▸ **What this task involves**: Go through the lines below and tally those containing the string "PathBuf". Respond with the number only.

▸ **The input**:
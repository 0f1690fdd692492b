//! Incremental format run: resolve, collect, filter, decide, execute, summarize.

use anyhow::Result;
use log::{debug, info};
use rayon::prelude::*;
use std::path::{Path, PathBuf};

use crate::check::report_plan;
use crate::engine::ignore_filter::IgnoreFilter;
use crate::engine::progress::formatting_bar;
use crate::engine::runner::FormatterCommand;
use crate::engine::stamps::{Decision, StampStore};
use crate::engine::tools::{check_and_canonicalize_root, normalize_extensions, resolve_executable};
use crate::error::ConfigError;
use crate::pipeline::{
    CollectContext, WorkerContext, collect_files, execute_jobs, report_skipped_paths,
};
use crate::utils::config::PackagePaths;
use crate::{CandidateFile, FormatOpts, RunSummary};

/// Everything decided before any formatter runs.
#[derive(Debug)]
pub struct RunPlan {
    pub root: PathBuf,
    pub executable: PathBuf,
    pub store: StampStore,
    /// Files with a matching extension, before ignore rules.
    pub scanned: usize,
    pub ignored: Vec<CandidateFile>,
    pub unchanged: Vec<CandidateFile>,
    pub to_format: Vec<CandidateFile>,
    pub skipped_dirs: usize,
}

/// Resolve configuration, scan, filter and compare fingerprints. Touches no file and writes no stamp.
/// Configuration problems come back as [`ConfigError`] inside the error.
pub fn plan_run(root: &Path, opts: &FormatOpts) -> Result<RunPlan> {
    // Resolve
    let root = check_and_canonicalize_root(root)?;
    let extensions = normalize_extensions(&opts.extensions);
    if extensions.is_empty() {
        return Err(ConfigError::NoExtensions.into());
    }
    let executable = resolve_executable(&opts.formatter)?;
    emit_banner(opts, &executable);
    let stamp_dir = resolve_stamp_dir(&root, opts.stamp_dir.as_deref());
    debug!("Stamp directory: {}", stamp_dir.display());
    let store = StampStore::new(&root, &stamp_dir);
    let filter = IgnoreFilter::new(&opts.ignore);

    // Collect
    let collected = collect_files(&CollectContext {
        root: root.clone(),
        extensions,
        exclude_dir: Some(stamp_dir),
        follow_links: opts.follow_links,
    })?;
    report_skipped_paths(&collected.skipped);
    let scanned = collected.files.len();

    // Filter
    let (ignored, candidates): (Vec<_>, Vec<_>) = collected
        .files
        .into_iter()
        .partition(|f| filter.is_ignored(&f.path));
    for f in &ignored {
        debug!("Ignored {}", f.path.display());
    }

    // Decide (par_iter collect keeps scan order)
    let decisions: Vec<(CandidateFile, Decision)> = candidates
        .into_par_iter()
        .map(|f| {
            let d = store.needs_formatting(&f.path);
            (f, d)
        })
        .collect();
    let mut unchanged = Vec::new();
    let mut to_format = Vec::new();
    for (f, d) in decisions {
        match d {
            Decision::Unchanged => {
                debug!("Skipping {}, unchanged.", f.path.display());
                unchanged.push(f);
            }
            Decision::NeedsFormatting(reason) => {
                debug!("{} needs formatting ({:?})", f.path.display(), reason);
                to_format.push(f);
            }
        }
    }

    Ok(RunPlan {
        root,
        executable,
        store,
        scanned,
        ignored,
        unchanged,
        to_format,
        skipped_dirs: collected.skipped.len(),
    })
}

/// Format every changed file under `root`. Per-file failures do not stop the run; they show up
/// as `success == false` in the summary. Only configuration and scan-root problems are `Err`.
pub fn format_dir(root: &Path, opts: &FormatOpts) -> Result<RunSummary> {
    let plan = plan_run(root, opts)?;
    if opts.dry_run {
        let summary = report_plan(&plan);
        info!("{}", summary.summary_line());
        return Ok(summary);
    }

    let mut command = FormatterCommand::new(&plan.executable);
    command.leading_args = opts.formatter_args.clone();
    command.style_config = opts.style_config.clone();
    command.timeout = opts.timeout;

    let ctx = WorkerContext {
        command,
        store: plan.store.clone(),
        cancel: opts.cancel.clone(),
        progress: formatting_bar(opts.progress, plan.to_format.len()),
    };
    let executed = execute_jobs(&plan.to_format, ctx, opts.concurrency)?;

    let summary = RunSummary {
        scanned: plan.scanned,
        ignored: plan.ignored.len(),
        unchanged: plan.unchanged.len(),
        eligible: plan.to_format.len(),
        reformatted: executed.reformatted,
        failed: executed.failed,
        cancelled: executed.cancelled,
        skipped_dirs: plan.skipped_dirs,
        success: executed.failed == 0 && executed.cancelled == 0,
    };
    if executed.cancelled > 0 {
        log::warn!(
            "Cancelled: {} files were not formatted",
            executed.cancelled
        );
    }
    info!("{}", summary.summary_line());
    Ok(summary)
}

/// Stamp dir from options, or `<root>/.stampfmt`. Made absolute so the collector can exclude it.
pub fn resolve_stamp_dir(root: &Path, configured: Option<&Path>) -> PathBuf {
    let dir = configured
        .map(Path::to_path_buf)
        .unwrap_or_else(|| root.join(PackagePaths::get().stamp_dir_name()));
    let dir = std::path::absolute(&dir).unwrap_or(dir);
    dir.canonicalize().unwrap_or(dir)
}

/// Banner naming the formatter, printed once per session (or once per call without a session).
fn emit_banner(opts: &FormatOpts, executable: &Path) {
    let first = opts
        .session
        .as_ref()
        .is_none_or(|s| s.cache.claim_banner(&s.id));
    if first {
        info!(
            "{} {}: formatting with {}",
            PackagePaths::get().pkg_name(),
            env!("CARGO_PKG_VERSION"),
            executable.display()
        );
    }
}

▸ **Exercise solution**: 4